Avis de l'expert Bruno Quinart (Orange Belgium)

© DR
Jetpack apporte une philosophie de gains marginaux pour innover avec les données. Il a une petite équipe avec beaucoup d’expérience dans l’apprentissage automatique (machine learning) et la visualisation de données. Ils peuvent déjà présenter un beau portefeuille de projets réussis en Belgique. Les opérations dans de nombreux domaines peuvent tirer parti de la combinaison de données en temps réel et d’outils numériques. L’attention de Jetpack à expliquer la magie de l’apprentissage automatique et à la faire accepter par tous fera la différence. Quelques projets ont déjà permis d’incuber des produits en interne. Cependant, aujourd’hui, l’accent n’est pas encore mis sur les produits; cela reste une approche sur mesure pour des clients individuels. Cette approche de consultance signifie que les opérations sont rentables. S’ils choisissent d’investir davantage dans certains des produits qui ont du succès, ils devront alors décider de continuer à financer le développement de produits en interne ou bien accélérer en levant des fonds externes.

© IPM

Avis du coach oald Sieberath (Leansquare)

© MARIE RUSSILLO
Gautier Krings sait sans nul doute de quoi il parle quand il s’agit d’Intelligence Artificielle : chargé de cours en machine learning à l’UCLouvain (où il a reçu son doctorat), il avait déjà été co-fondateur et responsable scientifique chez Real Impact Analytics, avant de démarrer Jetpack avec trois associés. Depuis une paire d’années, Jetpack a pris un positionnement original sur les operational analytics, c’est-à-dire l’analyse des données de terrain pour et par ceux qui sont dans des scénarios de production.

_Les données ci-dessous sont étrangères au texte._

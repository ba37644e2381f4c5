//! Job queue abstraction for enqueuing and dequeuing background jobs.

use std::sync::Arc;

use serde_json::Value;
use tracing::debug;
use uuid::Uuid;

use clinic_core::error::AppError;
use clinic_database::repositories::JobRepository;
use clinic_entity::job::{CreateJob, Job, JobPayload, JobPriority};

/// Base delay before a failed job is retried; doubles per attempt.
const RETRY_BASE_SECONDS: i64 = 30;
/// Upper bound on the retry delay.
const RETRY_MAX_SECONDS: i64 = 3600;

/// Delay before retrying a job that has already run `attempts` times.
pub fn retry_delay_seconds(attempts: i32) -> i64 {
    let exponent = attempts.clamp(1, 16) as u32 - 1;
    (RETRY_BASE_SECONDS << exponent).min(RETRY_MAX_SECONDS)
}

/// Job queue for enqueuing and dequeuing work
#[derive(Debug, Clone)]
pub struct JobQueue {
    /// Job repository for database persistence
    repo: Arc<JobRepository>,
    /// Worker identifier for claiming jobs
    worker_id: String,
}

impl JobQueue {
    /// Create a new job queue
    pub fn new(repo: Arc<JobRepository>, worker_id: String) -> Self {
        Self { repo, worker_id }
    }

    /// Identifier this queue claims jobs under.
    pub fn worker_id(&self) -> &str {
        &self.worker_id
    }

    /// Enqueue a typed job on its queue.
    pub async fn enqueue(
        &self,
        payload: &JobPayload,
        priority: JobPriority,
        max_attempts: i32,
    ) -> Result<Job, AppError> {
        let job = self
            .repo
            .create(&CreateJob::from_payload(payload, priority, max_attempts)?)
            .await?;

        debug!(
            job_id = %job.id,
            job_type = %job.job_type,
            queue = %job.queue,
            priority = %job.priority,
            "Enqueued job"
        );

        Ok(job)
    }

    /// Dequeue the next available job from specified queues
    pub async fn dequeue(&self, queues: &[&str]) -> Result<Option<Job>, AppError> {
        for queue in queues {
            if let Some(job) = self.repo.dequeue(queue, &self.worker_id).await? {
                debug!(
                    job_id = %job.id,
                    job_type = %job.job_type,
                    queue = %job.queue,
                    "Dequeued job"
                );
                return Ok(Some(job));
            }
        }

        Ok(None)
    }

    /// Mark a job as completed successfully
    pub async fn complete(&self, job_id: Uuid, result: Option<&Value>) -> Result<(), AppError> {
        self.repo.complete(job_id, result).await?;
        debug!(job_id = %job_id, "Job completed");
        Ok(())
    }

    /// Mark a job as failed
    pub async fn fail(&self, job_id: Uuid, error: &str) -> Result<(), AppError> {
        self.repo.fail(job_id, error).await?;
        debug!(job_id = %job_id, error, "Job failed");
        Ok(())
    }

    /// Put a job back on its queue with exponential backoff.
    pub async fn retry(&self, job: &Job, error: &str) -> Result<(), AppError> {
        let delay = retry_delay_seconds(job.attempts);
        self.repo.reschedule(job.id, error, delay).await?;
        debug!(job_id = %job.id, delay_seconds = delay, "Job rescheduled");
        Ok(())
    }
}
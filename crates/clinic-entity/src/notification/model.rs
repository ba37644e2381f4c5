//! Notification entity model.

use chrono::{DateTime, Utc};
use serde::{Deserialize, Serialize};
use sqlx::FromRow;
use uuid::Uuid;

use super::category::NotificationCategory;
use super::method::DeliveryMethod;
use super::status::NotificationStatus;

/// A notification to be delivered to a user through one channel.
#[derive(Debug, Clone, Serialize, Deserialize, FromRow)]
pub struct Notification {
    /// Unique notification identifier.
    pub id: Uuid,
    /// The recipient user.
    pub user_id: Uuid,
    /// Notification category.
    pub category: NotificationCategory,
    /// Channel used for delivery.
    pub delivery_method: DeliveryMethod,
    /// Delivery status.
    pub status: NotificationStatus,
    /// Notification title.
    pub title: String,
    /// Notification body text.
    pub message: String,
    /// Additional structured data (JSON).
    pub payload: serde_json::Value,
    /// Last delivery error, if any.
    pub error: Option<String>,
    /// When the notification was delivered.
    pub sent_at: Option<DateTime<Utc>>,
    /// When the notification was read.
    pub read_at: Option<DateTime<Utc>>,
    /// When the notification was created.
    pub created_at: DateTime<Utc>,
}

impl Notification {
    /// Check if the notification has not been read yet.
    pub fn is_unread(&self) -> bool {
        self.status != NotificationStatus::Read
    }
}

/// Data required to create a notification.
#[derive(Debug, Clone, Serialize, Deserialize)]
pub struct CreateNotification {
    pub user_id: Uuid,
    pub category: NotificationCategory,
    pub delivery_method: DeliveryMethod,
    pub title: String,
    pub message: String,
    pub payload: serde_json::Value,
}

Ceci contraste avec l’approche analytique plus classique, qui fournit des tableaux de bord stratégiques au management et au conseil d’administration. Jetpack, dans certains scénarios, ne propose de gagner "que" 3 à 5 % d’efficacité en organisant mieux des flux, une logistique, etc., mais ils sont très réels et en prise directe avec les opérateurs pour qui c’est important. Partis d’une approche "service" (qui leur a permis d’être autosuffisants depuis le décollage), Jetpack passe progressivement vers une approche d’incubation de produits, amenant un développement réalisé pour un client à une offre multi-clients et à une ligne de produits (actuellement dans le retail et la gestion de flux). À l’heure où la plupart des sociétés de consultance déploient des discours sur le côté stratégique de l’IA, Jetpack trace son sillon, avec une approche tactique très pragmatique.